◆ **What needs to be done**
Nothing but an exact repeat of the entries below should appear in your answer.

[Records from a data collection]
• • •
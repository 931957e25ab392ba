// SPDX-FileCopyrightText: 2026 Confide Contributors
// SPDX-License-Identifier: MIT OR Apache-2.0

//! Conversational streaming engine for confide.
//!
//! Turns a user's chat message into a token-by-token response while keeping
//! a bounded context window per conversation, persisting each exchange once,
//! and compacting overflowed context into a long-term summary in the
//! background.

pub mod conversations;
pub mod locks;
pub mod relay;
pub mod session;
pub mod shutdown;
pub mod state;
pub mod tasks;

pub use conversations::{
    ConversationDetail, ConversationService, ConversationSummary, ConversationUpdate, MessageView,
};
pub use relay::{Relay, RelayCompletion, RelayOutcome, RelayStatus};
pub use session::{ChatEngine, ChatTurn, TurnCompletion, TurnReport};
pub use state::ConversationState;
pub use tasks::{Job, JobRunner, TaskOutcome, TaskQueue, TaskTicket};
• • •
◆ **Output for this exercise**
repository 931957e25ab392ba
// SPDX-FileCopyrightText: 2026 Confide Contributors
// SPDX-License-Identifier: MIT OR Apache-2.0

//! Conversational streaming engine for confide.
//!
//! Turns a user's chat message into a token-by-token response while keeping
//! a bounded context window per conversation, persisting each exchange once,
//! and compacting overflowed context into a long-term summary in the
//! background.

pub mod conversations;
pub mod locks;
pub mod relay;
pub mod session;
pub mod shutdown;
pub mod state;
pub mod tasks;

pub use conversations::{
    ConversationDetail, ConversationService, ConversationSummary, ConversationUpdate, MessageView,
};
pub use relay::{Relay, RelayCompletion, RelayOutcome, RelayStatus};
pub use session::{ChatEngine, ChatTurn, TurnCompletion, TurnReport};
pub use state::ConversationState;
pub use tasks::{Job, JobRunner, TaskOutcome, TaskQueue, TaskTicket};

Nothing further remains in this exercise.